By the numbers: Created by former Fed staff economist Claudia Sahm, the rule looks at the gap between the three-month average of the unemployment rate (currently 3.83%) and compares it with the lowest three-month average over the past year (3.5%, reached in the spring).
- When the gap between those numbers exceeds 0.5 percentage points, it is a strong real-time indicator that a recession is already underway.
- Right now, the indicator is still below that point, at 0.33. But when in that range, research from Ryan Nunn, Jana Parsons and Jay Shambaugh found, there are historically 40% odds a recession is either already underway or will be soon.
What they're saying: Skanda Amarnath with Employ America argues in a note out Monday that there are some reasons to be less alarmed by the recent surge in joblessness than that historical record would suggest.
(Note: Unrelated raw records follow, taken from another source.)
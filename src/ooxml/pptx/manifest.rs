//! Layout manifests: the catalog of layouts a template offers.
//!
//! A manifest is either discovered from the template's slides or written by
//! hand and stored next to the template as YAML:
//!
//! ```yaml
//! layouts:
//!   - name: title
//!     source_slide: 1
//!     layout_type: title
//!     placeholders:
//!       - type: ctrTitle
//!         default_text: "{{TITLE}}"
//!   - name: content
//!     source_slide: 2
//!     default: true
//!     placeholders:
//!       - type: title
//!       - type: body
//!         idx: 1
//! ```

use crate::ooxml::error::{OoxmlError, Result};
use serde::{Deserialize, Serialize};
use std::path::Path;

/// Placeholder type given to plain text boxes that carry a `{{NAME}}` tag.
pub const TEXTBOX_TYPE: &str = "textbox";

/// How a placeholder was recognized.
#[derive(Debug, Clone, Copy, Default, PartialEq, Eq, Hash, Serialize, Deserialize)]
#[serde(rename_all = "lowercase")]
pub enum PlaceholderKind {
    /// Declared as a placeholder in the slide tree (`<p:ph>`)
    #[default]
    Structural,
    /// A plain shape whose text contains a substitution tag
    Pattern,
}

/// Position and size of a shape, in EMU.
#[derive(Debug, Clone, Copy, Default, PartialEq, Eq, Serialize, Deserialize)]
pub struct Geometry {
    pub x: i64,
    pub y: i64,
    pub cx: i64,
    pub cy: i64,
}

/// A content slot within a layout.
///
/// Identity within a layout is `(ph_type, idx)`; `idx` is only needed when
/// the same type occurs more than once.
#[derive(Debug, Clone, PartialEq, Eq, Serialize, Deserialize)]
pub struct Placeholder {
    #[serde(rename = "type")]
    pub ph_type: String,

    #[serde(default, skip_serializing_if = "Option::is_none")]
    pub idx: Option<u32>,

    /// Text the template shows in this slot
    #[serde(default, skip_serializing_if = "Option::is_none")]
    pub default_text: Option<String>,

    #[serde(default)]
    pub kind: PlaceholderKind,

    #[serde(default, skip_serializing_if = "Option::is_none")]
    pub geometry: Option<Geometry>,
}

impl Placeholder {
    pub fn structural(ph_type: impl Into<String>, idx: Option<u32>) -> Self {
        Self {
            ph_type: ph_type.into(),
            idx,
            default_text: None,
            kind: PlaceholderKind::Structural,
            geometry: None,
        }
    }

    /// A tagged text box; `text` is the box's text, tags included.
    pub fn pattern(text: impl Into<String>) -> Self {
        Self {
            ph_type: TEXTBOX_TYPE.to_string(),
            idx: None,
            default_text: Some(text.into()),
            kind: PlaceholderKind::Pattern,
            geometry: None,
        }
    }

    pub fn with_default_text(mut self, text: impl Into<String>) -> Self {
        self.default_text = Some(text.into());
        self
    }

    pub fn with_geometry(mut self, geometry: Geometry) -> Self {
        self.geometry = Some(geometry);
        self
    }

    #[inline]
    pub fn is_pattern(&self) -> bool {
        self.kind == PlaceholderKind::Pattern
    }

    /// Default text, treating an empty string as absent.
    pub fn text(&self) -> Option<&str> {
        self.default_text.as_deref().filter(|t| !t.is_empty())
    }
}

/// One layout available for population, backed by a template slide.
#[derive(Debug, Clone, PartialEq, Eq, Serialize, Deserialize)]
pub struct LayoutManifestEntry {
    /// Unique within a manifest
    pub name: String,

    /// N of the backing `/ppt/slides/slideN.xml`
    pub source_slide: u32,

    /// `type` of the slide layout the backing slide uses (`title`, `obj`, ...)
    #[serde(default, skip_serializing_if = "Option::is_none")]
    pub layout_type: Option<String>,

    /// Designated fallback for unmatched content types
    #[serde(default, skip_serializing_if = "std::ops::Not::not")]
    pub default: bool,

    #[serde(default)]
    pub placeholders: Vec<Placeholder>,
}

impl LayoutManifestEntry {
    pub fn new(name: impl Into<String>, source_slide: u32) -> Self {
        Self {
            name: name.into(),
            source_slide,
            layout_type: None,
            default: false,
            placeholders: Vec::new(),
        }
    }

    pub fn with_layout_type(mut self, layout_type: impl Into<String>) -> Self {
        self.layout_type = Some(layout_type.into());
        self
    }

    pub fn with_placeholder(mut self, placeholder: Placeholder) -> Self {
        self.placeholders.push(placeholder);
        self
    }

    pub fn as_default(mut self) -> Self {
        self.default = true;
        self
    }

    /// Placeholder with the given identity.
    pub fn placeholder(&self, ph_type: &str, idx: Option<u32>) -> Option<&Placeholder> {
        self.placeholders
            .iter()
            .find(|p| p.ph_type == ph_type && p.idx == idx)
    }
}

/// A catalog of layouts, in discovery (or authoring) order.
#[derive(Debug, Clone, Default, PartialEq, Eq, Serialize, Deserialize)]
pub struct LayoutManifest {
    /// Template identity this manifest was curated for
    #[serde(default, skip_serializing_if = "Option::is_none")]
    pub template: Option<String>,

    #[serde(default)]
    pub layouts: Vec<LayoutManifestEntry>,
}

impl LayoutManifest {
    pub fn new(layouts: Vec<LayoutManifestEntry>) -> Self {
        Self {
            template: None,
            layouts,
        }
    }

    /// Parse a manifest from YAML.
    pub fn from_yaml(yaml: &str) -> Result<Self> {
        let manifest: Self = serde_saphyr::from_str(yaml)
            .map_err(|e| OoxmlError::Manifest(format!("Failed to parse layout manifest: {}", e)))?;
        manifest.validate()?;
        Ok(manifest)
    }

    /// Read a manifest file.
    pub fn load<P: AsRef<Path>>(path: P) -> Result<Self> {
        let yaml = std::fs::read_to_string(path)?;
        Self::from_yaml(&yaml)
    }

    /// Serialize the manifest to YAML, e.g. to hand-curate a discovered one.
    pub fn to_yaml(&self) -> Result<String> {
        serde_saphyr::to_string(self)
            .map_err(|e| OoxmlError::Manifest(format!("Failed to serialize layout manifest: {}", e)))
    }

    /// Reject manifests whose entries cannot be told apart.
    pub fn validate(&self) -> Result<()> {
        for (i, entry) in self.layouts.iter().enumerate() {
            if entry.name.trim().is_empty() {
                return Err(OoxmlError::Manifest(format!("layout #{} has no name", i + 1)));
            }
            if self.layouts[..i].iter().any(|e| e.name == entry.name) {
                return Err(OoxmlError::Manifest(format!(
                    "duplicate layout name '{}'",
                    entry.name
                )));
            }
        }
        Ok(())
    }

    pub fn entry(&self, name: &str) -> Option<&LayoutManifestEntry> {
        self.layouts.iter().find(|e| e.name == name)
    }

    #[inline]
    pub fn len(&self) -> usize {
        self.layouts.len()
    }

    #[inline]
    pub fn is_empty(&self) -> bool {
        self.layouts.is_empty()
    }
}

#[cfg(test)]
mod tests {
    use super::*;

    const MANIFEST: &str = r#"
template: corporate
layouts:
  - name: title
    source_slide: 1
    layout_type: title
    placeholders:
      - type: ctrTitle
        default_text: "{{TITLE}}"
  - name: content
    source_slide: 2
    default: true
    placeholders:
      - type: title
      - type: body
        idx: 1
        geometry: { x: 457200, y: 1600200, cx: 8229600, cy: 4525963 }
      - type: textbox
        kind: pattern
        default_text: "{{NOTES}}"
"#;

    #[test]
    fn test_from_yaml() {
        let manifest = LayoutManifest::from_yaml(MANIFEST).unwrap();
        assert_eq!(manifest.template.as_deref(), Some("corporate"));
        assert_eq!(manifest.len(), 2);

        let content = manifest.entry("content").unwrap();
        assert!(content.default);
        assert_eq!(content.source_slide, 2);

        let body = content.placeholder("body", Some(1)).unwrap();
        assert_eq!(body.kind, PlaceholderKind::Structural);
        assert_eq!(body.geometry.unwrap().cx, 8229600);
        assert!(content.placeholders[2].is_pattern());
    }

    #[test]
    fn test_yaml_round_trip() {
        let manifest = LayoutManifest::from_yaml(MANIFEST).unwrap();
        let yaml = manifest.to_yaml().unwrap();
        assert_eq!(LayoutManifest::from_yaml(&yaml).unwrap(), manifest);
    }

    #[test]
    fn test_duplicate_names_rejected() {
        let yaml = "layouts:\n  - name: a\n    source_slide: 1\n  - name: a\n    source_slide: 2\n";
        assert!(matches!(LayoutManifest::from_yaml(yaml), Err(OoxmlError::Manifest(_))));
    }

    #[test]
    fn test_pattern_placeholder_text() {
        let ph = Placeholder::pattern("{{QUOTE}}");
        assert_eq!(ph.ph_type, TEXTBOX_TYPE);
        assert_eq!(ph.text(), Some("{{QUOTE}}"));
        assert_eq!(Placeholder::structural("title", None).with_default_text("").text(), None);
    }
}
- The jobless rate among adults in their prime working years, 25 to 54, has risen by less than the overall rate, and the employment-t0-population ratio has held up well.
- He sees reason to think there could be issues with the Labor Department's seasonal adjustment process that are exaggerating unemployment now, but could lower it in the future.
Yes, but: "Once unemployment rates rise beyond a certain point, they tend to snowball and policymakers are playing a dangerous game of catch-up," Amarnath wrote.
- "For that reason, even if it proves to be a partial data irregularity, the Fed should be far more cautious now than they have shown thus far," he added.
The bottom line: The post-pandemic recovery has been weird in all sorts of ways, with historically useful economic relationships and rules of thumb breaking left and right.
- It wouldn't be shocking if the Sahm Rule and momentum effects in unemployment turn out to be among them.